Approximate Proportionality in Online Fair Division

We study the online fair division problem, where indivisible goods arrive sequentially and must be allocated immediately and irrevocably. Prior work establishes strong impossibility results for approximating classic notions such as envy-freeness up to one good (EF1) and maximin share (MMS) in this setting, but the approximability of proportionality up to one good (PROP1) has remained unresolved. We resolve this gap in two steps. First, we show that three natural greedy allocation rules (standard baselines in fair division) fail to guarantee any multiplicative approximation to PROP1 against an adaptive adversary. These limitations motivate two relaxations: (i) restricting attention to a non-adaptive adversary, and (ii) incorporating coarse predictions in the spirit of learning-augmented algorithms.
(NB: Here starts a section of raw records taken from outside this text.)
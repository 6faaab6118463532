//! Mock service sessions.
//!
//! A session owns one backend for the duration of one test. Setup runs
//! `run → base_url → delete → create (per fixture)` and stops at the first
//! failure, releasing the backend before returning the error. Teardown runs
//! `verify → stop`; the stop step happens whatever verification returned.

use crate::backend::{AttachedBackend, Backend, ContainerBackend};
use crate::client::MockServiceClient;
use crate::config::MockServiceConfig;
use crate::fixture::Fixture;
use crate::probe::ReadinessProber;
use crate::{Error, Result};
use tracing::{debug, info, warn};

/// Where a session is in its lifecycle
#[derive(Debug, Clone, Copy, PartialEq, Eq, PartialOrd, Ord)]
pub enum SessionState {
    /// Nothing started yet
    Unstarted,
    /// Backend launched, waiting for it to answer
    Starting,
    /// Leftover interactions removed
    InteractionsCleared,
    /// Every fixture loaded
    InteractionsLoaded,
    /// Handed to the test body
    Ready,
    /// Teardown verification in progress
    Verifying,
    /// Backend released
    Stopped,
    /// A step failed; the backend has been released on a best-effort basis
    Failed,
}

/// Outcome of [`MockServiceSession::finish`]
#[derive(Debug)]
#[must_use = "teardown failures are only reported through the report"]
pub struct TeardownReport {
    /// Result of verifying interactions
    pub verification: Result<()>,
    /// Result of stopping the backend
    pub shutdown: Result<()>,
}

impl TeardownReport {
    /// Whether both steps succeeded
    pub fn is_ok(&self) -> bool {
        self.verification.is_ok() && self.shutdown.is_ok()
    }

    /// Fold both outcomes into one result
    pub fn into_result(self) -> Result<()> {
        match (self.verification, self.shutdown) {
            (Ok(()), Ok(())) => Ok(()),
            (Err(e), Ok(())) | (Ok(()), Err(e)) => Err(e),
            (Err(verification), Err(shutdown)) => Err(Error::Teardown {
                verification: Box::new(verification),
                shutdown: Box::new(shutdown),
            }),
        }
    }
}

/// Builder for a [`MockServiceSession`]
pub struct SessionBuilder {
    config: MockServiceConfig,
    fixtures: Vec<Fixture>,
    http: Option<reqwest::Client>,
}

impl SessionBuilder {
    /// Add a fixture, loaded after those named in the configuration
    pub fn fixture(mut self, fixture: Fixture) -> Self {
        self.fixtures.push(fixture);
        self
    }

    /// Add several fixtures
    pub fn fixtures(mut self, fixtures: impl IntoIterator<Item = Fixture>) -> Self {
        self.fixtures.extend(fixtures);
        self
    }

    /// HTTP client used for control-plane calls
    pub fn http_client(mut self, http: reqwest::Client) -> Self {
        self.http = Some(http);
        self
    }

    /// Start a session on the backend the configuration asks for: the mock
    /// service at `base_url` if set, a fresh container otherwise
    pub async fn start(self) -> Result<MockServiceSession<Box<dyn Backend>>> {
        self.config.validate()?;

        let backend: Box<dyn Backend> = match &self.config.base_url {
            Some(url) => Box::new(
                AttachedBackend::new(url.clone())
                    .with_prober(ReadinessProber::from(&self.config.probe)),
            ),
            None => Box::new(ContainerBackend::new(&self.config)?),
        };
        self.start_with(backend).await
    }

    /// Start a session on the given backend
    pub async fn start_with<B: Backend>(self, backend: B) -> Result<MockServiceSession<B>> {
        let mut state = SessionState::Unstarted;

        match self.setup(&backend, &mut state).await {
            Ok(client) => {
                advance(&mut state, SessionState::Ready);
                info!("Mock service session ready at {}", client.base_url());
                Ok(MockServiceSession {
                    backend,
                    client,
                    state,
                })
            }
            Err(e) => {
                warn!("Mock service session setup failed in {:?}: {}", state, e);
                advance(&mut state, SessionState::Failed);
                if let Err(stop_error) = backend.stop().await {
                    warn!("Failed to stop backend after setup failure: {}", stop_error);
                }
                Err(e)
            }
        }
    }

    async fn setup<B: Backend>(
        &self,
        backend: &B,
        state: &mut SessionState,
    ) -> Result<MockServiceClient> {
        advance(state, SessionState::Starting);
        backend.run().await?;
        let base_url = backend.base_url().await?;

        let mut client =
            MockServiceClient::new(base_url).with_timeout(self.config.request_timeout());
        if let Some(http) = &self.http {
            client = client.with_http_client(http.clone());
        }

        client.delete().await?;
        advance(state, SessionState::InteractionsCleared);

        let fixtures = self
            .config
            .fixtures
            .iter()
            .cloned()
            .map(Fixture::Path)
            .chain(self.fixtures.iter().cloned());
        for fixture in fixtures {
            debug!("Loading interactions from {}", fixture.name());
            let body = fixture.open().await?;
            client.create(body).await?;
        }
        advance(state, SessionState::InteractionsLoaded);

        Ok(client)
    }
}

fn advance(state: &mut SessionState, next: SessionState) {
    debug_assert!(next > *state, "session state moved back from {state:?} to {next:?}");
    debug!("Session state {:?} -> {:?}", state, next);
    *state = next;
}

/// One backend, loaded with interactions, for the duration of one test
pub struct MockServiceSession<B: Backend = Box<dyn Backend>> {
    backend: B,
    client: MockServiceClient,
    state: SessionState,
}

impl MockServiceSession<Box<dyn Backend>> {
    /// Builder for a session configured by `config`
    pub fn builder(config: MockServiceConfig) -> SessionBuilder {
        SessionBuilder {
            config,
            fixtures: Vec::new(),
            http: None,
        }
    }

    /// Start a session with only the fixtures named in `config`
    pub async fn start(config: MockServiceConfig) -> Result<Self> {
        Self::builder(config).start().await
    }
}

impl<B: Backend> MockServiceSession<B> {
    /// Base URL the test body should send requests to
    pub fn url(&self) -> &str {
        self.client.base_url()
    }

    /// Control-plane client bound to this session
    pub fn client(&self) -> &MockServiceClient {
        &self.client
    }

    /// The backend owned by this session
    pub fn backend(&self) -> &B {
        &self.backend
    }

    /// Current lifecycle state
    pub fn state(&self) -> SessionState {
        self.state
    }

    /// Verify interactions without ending the session
    pub async fn verify(&self) -> Result<()> {
        self.client.verify().await
    }

    /// Verify interactions, then stop the backend
    ///
    /// The backend is stopped even if verification fails; both outcomes are
    /// in the returned report.
    pub async fn finish(mut self) -> TeardownReport {
        advance(&mut self.state, SessionState::Verifying);
        let verification = self.client.verify().await;
        if let Err(e) = &verification {
            warn!("Interaction verification failed: {}", e);
        }

        let shutdown = self.backend.stop().await;
        match &shutdown {
            Ok(()) => info!("Mock service session at {} stopped", self.url()),
            Err(e) => warn!("Failed to stop mock service backend: {}", e),
        }
        advance(&mut self.state, SessionState::Stopped);

        TeardownReport {
            verification,
            shutdown,
        }
    }
}

impl<B: Backend> Drop for MockServiceSession<B> {
    fn drop(&mut self) {
        if self.state != SessionState::Stopped {
            warn!(
                "Mock service session at {} dropped without finish(); the backend was not stopped",
                self.client.base_url()
            );
        }
    }
}
//! `pact-harness`: runs a command or an interactive session against a
//! throwaway Pact mock service.

use anyhow::Result;
use clap::{Parser, Subcommand};
use std::process::ExitCode;
use tracing_subscriber::EnvFilter;

mod commands;

use commands::SessionArgs;

#[derive(Parser)]
#[command(name = "pact-harness")]
#[command(about = "Run contract tests against a throwaway Pact mock service")]
#[command(version)]
struct Cli {
    #[command(subcommand)]
    command: Commands,
}

#[derive(Subcommand)]
enum Commands {
    /// Start a session, run a command against it, then verify and stop
    Exec {
        #[command(flatten)]
        session: SessionArgs,

        /// Command to run; the mock service URL is in PACT_MOCK_SERVICE_URL
        #[arg(last = true, required = true)]
        command: Vec<String>,
    },

    /// Start a session and keep it up until Ctrl-C
    Up {
        #[command(flatten)]
        session: SessionArgs,
    },

    /// Verify interactions on an already running mock service
    Verify {
        /// Base URL of the mock service
        #[arg(long)]
        url: String,

        /// Request timeout in seconds
        #[arg(long, default_value_t = 10)]
        timeout: u64,
    },
}

#[tokio::main]
async fn main() -> Result<ExitCode> {
    tracing_subscriber::fmt()
        .with_env_filter(
            EnvFilter::try_from_default_env().unwrap_or_else(|_| EnvFilter::new("info")),
        )
        .with_target(false)
        .init();

    let cli = Cli::parse();

    match cli.command {
        Commands::Exec { session, command } => commands::exec::run(session, command).await,
        Commands::Up { session } => commands::up::run(session).await,
        Commands::Verify { url, timeout } => commands::verify::run(&url, timeout).await,
    }
}

#[cfg(test)]
mod tests {
    use super::*;
    use clap::CommandFactory;

    #[test]
    fn test_cli_definition() {
        Cli::command().debug_assert();
    }

    #[test]
    fn test_exec_collects_trailing_command() {
        let cli = Cli::try_parse_from([
            "pact-harness",
            "exec",
            "--fixture",
            "fixtures/one.json",
            "--fixture",
            "fixtures/two.json",
            "--",
            "cargo",
            "test",
            "--test",
            "contract",
        ])
        .unwrap();

        match cli.command {
            Commands::Exec { session, command } => {
                assert_eq!(session.fixtures.len(), 2);
                assert_eq!(command, vec!["cargo", "test", "--test", "contract"]);
            }
            _ => panic!("expected exec"),
        }
    }

    #[test]
    fn test_exec_requires_command() {
        assert!(Cli::try_parse_from(["pact-harness", "exec"]).is_err());
    }
}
Under a non-adaptive adversary, we show that the uniform random allocation achieves a meaningful PROP1 approximation with high probability, and this guarantee is essentially tight for this approach; moreover, when item values are sufficiently small, the allocation is near-PROP1 with high probability. Finally, given maximum item value (MIV) predictions, we design an online algorithm that achieves robust approximation guarantees for PROP1, and degrades gracefully under one-sided prediction error. In contrast, we show that EF1, MMS, and PROPX remain inapproximable even with perfect MIV predictions.